In diesem Buch beschreibt sie das Leben im und am Fluss, im Talbereich und auch auf den Höhen des Mittelrheintales in 166 Gedichten der Naturpoesie (Gedichte mit und ohne Reim; Silbengedichte; Elfchen und Haiku). Hierbei erfasst sie die typischen Erscheinungen dieser vielfältigen Landschaft mit seinen Lebensformen im Verlauf der Jahreszeiten. Eigene Fotografien unterstützen die Aussagen der Gedichte.
Am Ende des Buches befindet sich ein ausführliches Verzeichnis aller Titel und Fotos. Im Anhang finden Sie eine Auflistung der lateinischen Gattungs- und Artnamen aller genannten Pflanzen und Tiere.
Bibliografische Information der Deutschen Nationalbibliothek: Die Deutsche Nationalbibliothek verzeichnet diese Publikation in der Deutschen Nationalbibliografie; detaillierte bibliografische Daten sind im Internet über www.dnb.de abrufbar.
© 2020 Haas, Heike
Herstellung und Verlag BoD - Books on Demand GmbH, Norderstedt
ISBN 9783750418981
Im Mittelrheintal
Die Burgen bewachen nach fernhin das Tal,
gebaut auf die Felsen, mit Blick auf den Rhein.
Der Rheingraben bildet den tiefen Kanal,
aus dem einst gespült wurde alles Gestein.
Entstanden vor vielen Millionen von Jahren,
als Ströme von Wasser hier flossen hinein,
sie haben Gerölle flussabwärts gefahren,
der Grabenbruch schnitt in den Landblock sich ein.
Die Höhen des Rheintals noch bergen das Erz:
schon damals es brachte den Rittern Gewinn.
Winzer und Bergleute schafften mit Herz,
erfüllten die felsigen Hänge mit Sinn.
Burgen am Rhein
Ritter auf den Burgen sitzen,
Rüstungen im Lichte blitzen.
Von den Höhen bis ins Tal
kontrollieren sie den Fluss,
leben selber im Genuss.
Längst vorbei, das war einmal!
Wolken am Mittelrhein
Weiße Wolken durch die Landschaft ziehn
Über schroffe Berge sich bemühn
Auch die hohen Burgen überwinden
Und sich dabei wieder neu erfinden
Der Mittelrhein-Grabenbruch
Am Anfang gab es nur Steine und Meer
im Urstromtal des heutigen „Rhein“.
Gewässer, sie schürften von oben her,
Fluten gruben sich tief darin ein.
Sie nagten am hohen gebirgigen Block,
daraus ist entstanden ein riesiger Trog.
Gelöst hat sich einstmals ein steinerner Pflock,
der rauschende Ströme dann nach sich zog.
Sie höhlten von innen das harte Gestein,
bohrten und pressten Gesteinsschichten klein,
die mit ihnen flossen den Graben hinab,
und setzten sich fern in der Nordsee ab.
Erhaben und stolz steht er da - abgrundtief
der Mittelrhein-Grabenbruch sich offenbahrt.

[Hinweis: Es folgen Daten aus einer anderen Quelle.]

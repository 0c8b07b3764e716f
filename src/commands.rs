//! Command execution.

use crate::config::Config;
use colored::Colorize;
use serde_json::Value;
use statewright_core::{Design, DesignDef, Machine, Snapshot, StateKind, StateTree};
use std::path::Path;
use std::time::Duration;

/// One line of a script or REPL input that drives the machine.
#[derive(Debug, Clone, PartialEq)]
pub enum ScriptLine {
    Blank,
    Send { event: String, payload: Value },
    Wait(Duration),
    Reset,
}

/// Parses `EVENT [payload-json]`, `wait <seconds>` or `reset`. `#` starts a comment.
pub fn parse_script_line(line: &str) -> Result<ScriptLine, String> {
    let line = line.trim();
    if line.is_empty() || line.starts_with('#') {
        return Ok(ScriptLine::Blank);
    }

    let (head, rest) = match line.split_once(char::is_whitespace) {
        Some((head, rest)) => (head, rest.trim()),
        None => (line, ""),
    };

    match head {
        "wait" => {
            let invalid = || format!("invalid wait duration '{}'", rest);
            let secs: f64 = rest.parse().map_err(|_| invalid())?;
            let duration = Duration::try_from_secs_f64(secs).map_err(|_| invalid())?;
            Ok(ScriptLine::Wait(duration))
        }
        "reset" if rest.is_empty() => Ok(ScriptLine::Reset),
        event => {
            let payload = if rest.is_empty() {
                Value::Null
            } else {
                serde_json::from_str(rest).map_err(|e| format!("invalid payload JSON: {}", e))?
            };
            Ok(ScriptLine::Send {
                event: event.to_string(),
                payload,
            })
        }
    }
}

/// Reads a design file, choosing the format by extension.
pub fn load_design(path: &Path, config: &Config) -> Result<Design, Box<dyn std::error::Error>> {
    let text = std::fs::read_to_string(path)
        .map_err(|e| format!("failed to read design '{}': {}", path.display(), e))?;

    let mut design = match path.extension().and_then(|ext| ext.to_str()) {
        Some("json") => Design::new(DesignDef::from_json_str(&text)?),
        Some("yaml") | Some("yml") => Design::from_yaml_str(&text)?,
        _ => {
            return Err(format!(
                "unsupported design file '{}': expected .json, .yaml or .yml",
                path.display()
            )
            .into())
        }
    };

    if let Some(limit) = config.machine.log_limit {
        design.def.options.log_limit = limit;
    }
    Ok(design)
}

/// Compiles a design and summarizes it.
pub fn check(design: &Design) -> Result<String, Box<dyn std::error::Error>> {
    match StateTree::compile(design) {
        Ok(tree) => {
            let events = statewright_core::introspect::all_events(&tree).len();
            Ok(format!(
                "{} design {} ({} states, {} event handlers, checksum: {:08x})",
                "Valid".green(),
                design.def.id.cyan(),
                tree.len(),
                events,
                tree.checksum()
            ))
        }
        Err(e) => Err(format!("{} [{}]: {}", "Invalid".red(), e.error_code(), e).into()),
    }
}

/// Indented state listing.
pub fn states(tree: &StateTree) -> String {
    let mut output = String::new();
    for info in statewright_core::introspect::flat_states(tree) {
        let kind = match info.kind {
            StateKind::Atomic => String::new(),
            kind => format!(" ({})", kind),
        };
        let repeat = if info.has_repeat {
            format!(" {}", "[repeat]".yellow())
        } else {
            String::new()
        };
        let events = if info.events.is_empty() {
            String::new()
        } else {
            format!("  {}", info.events.join(" ").dimmed())
        };
        output.push_str(&format!(
            "{}{}{}{}{}\n",
            "  ".repeat(info.depth),
            info.name.cyan(),
            kind,
            repeat,
            events
        ));
    }
    output
}

/// Each event with the states that handle it.
pub fn events(tree: &StateTree) -> String {
    let index = statewright_core::introspect::events_by_state(tree);
    if index.is_empty() {
        return "No events".yellow().to_string();
    }
    let width = index.keys().map(String::len).max().unwrap_or(0);
    let mut output = String::new();
    for (event, states) in index {
        output.push_str(&format!(
            "{:width$}  {}\n",
            event,
            states.join(", ").cyan(),
            width = width
        ));
    }
    output
}

/// One-line summary of a snapshot.
pub fn format_snapshot(snapshot: &Snapshot) -> String {
    format!(
        "{} {} {}",
        format!("#{}", snapshot.cycle()).dimmed(),
        snapshot.active_paths().join(", ").cyan(),
        snapshot.data()
    )
}

pub fn format_json(value: &Value) -> String {
    serde_json::to_string_pretty(value).unwrap_or_else(|_| value.to_string())
}

/// Runs a script against a fresh machine, printing a line per cycle.
pub async fn run(
    design: Design,
    script: &str,
    json: bool,
) -> Result<String, Box<dyn std::error::Error>> {
    let machine = Machine::new(design)?;
    let mut output = String::new();

    let mut last = machine.settled().await?;
    output.push_str(&format_snapshot(&last));
    output.push('\n');

    for (n, line) in script.lines().enumerate() {
        let step = parse_script_line(line).map_err(|e| format!("line {}: {}", n + 1, e))?;
        let snapshot = match step {
            ScriptLine::Blank => continue,
            ScriptLine::Send { event, payload } => machine.send_and_wait(event, payload).await?,
            ScriptLine::Reset => machine.reset_and_wait().await?,
            ScriptLine::Wait(duration) => {
                tokio::time::sleep(duration).await;
                machine.settled().await?
            }
        };
        if snapshot.cycle() != last.cycle() {
            output.push_str(&format_snapshot(&snapshot));
            output.push('\n');
        }
        last = snapshot;
    }

    if json {
        output.push_str(&format_json(&serde_json::to_value(&*last)?));
        output.push('\n');
    } else if !last.log().is_empty() {
        output.push_str(&format!("{}\n", "Log:".bold()));
        for entry in last.log() {
            output.push_str(&format!("  {}\n", entry.dimmed()));
        }
    }

    machine.destroy();
    Ok(output)
}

In früherer Zeit, als die Menschheit noch schlief,
der Rhein schuf ein Kunstwerk ganz eigener Art.
Blütenknospe
Warten auf die Wärme
und das Sonnenlicht,
da sie aus tiefer Ferne
durch grobe Rinde bricht:
Knospe, noch gefaltet
auf ganz engem Raum;
später sich gestaltet
zu dem Blütentraum.
Vorfrühlingszeit
Sonne trifft die blassen Triebe,
Erde ist noch klamm und kalt;
dass die Wärme lang’ noch bliebe
an der Böschung und im Wald:
Anemone pulsatilla,
Kühchenschelle, blüht am Hang;
und dann Daphne mezereum,
Seidelbast, den Hain entlang.
Frühling schickt die neuen Triebe
vieler Pflanzen in den Lauf.
Blumen, die ich innig liebe -
geht auch mir die Sonne auf!
Vorfrühling auf den Rheinhängen
Das schwarze bröckelnde Gestein
als dunkler Schiefer steht hervor.
Ein grauer Fels mit weißem Bein
ragt schroff und spitz dort hoch empor.
Dazwischen Weinbergsmauern stehn,
wo in den Nischen Moose kauern.
Die roten Steine am Vergehn,
ihr Einsturz wird nicht lang’ mehr dauern.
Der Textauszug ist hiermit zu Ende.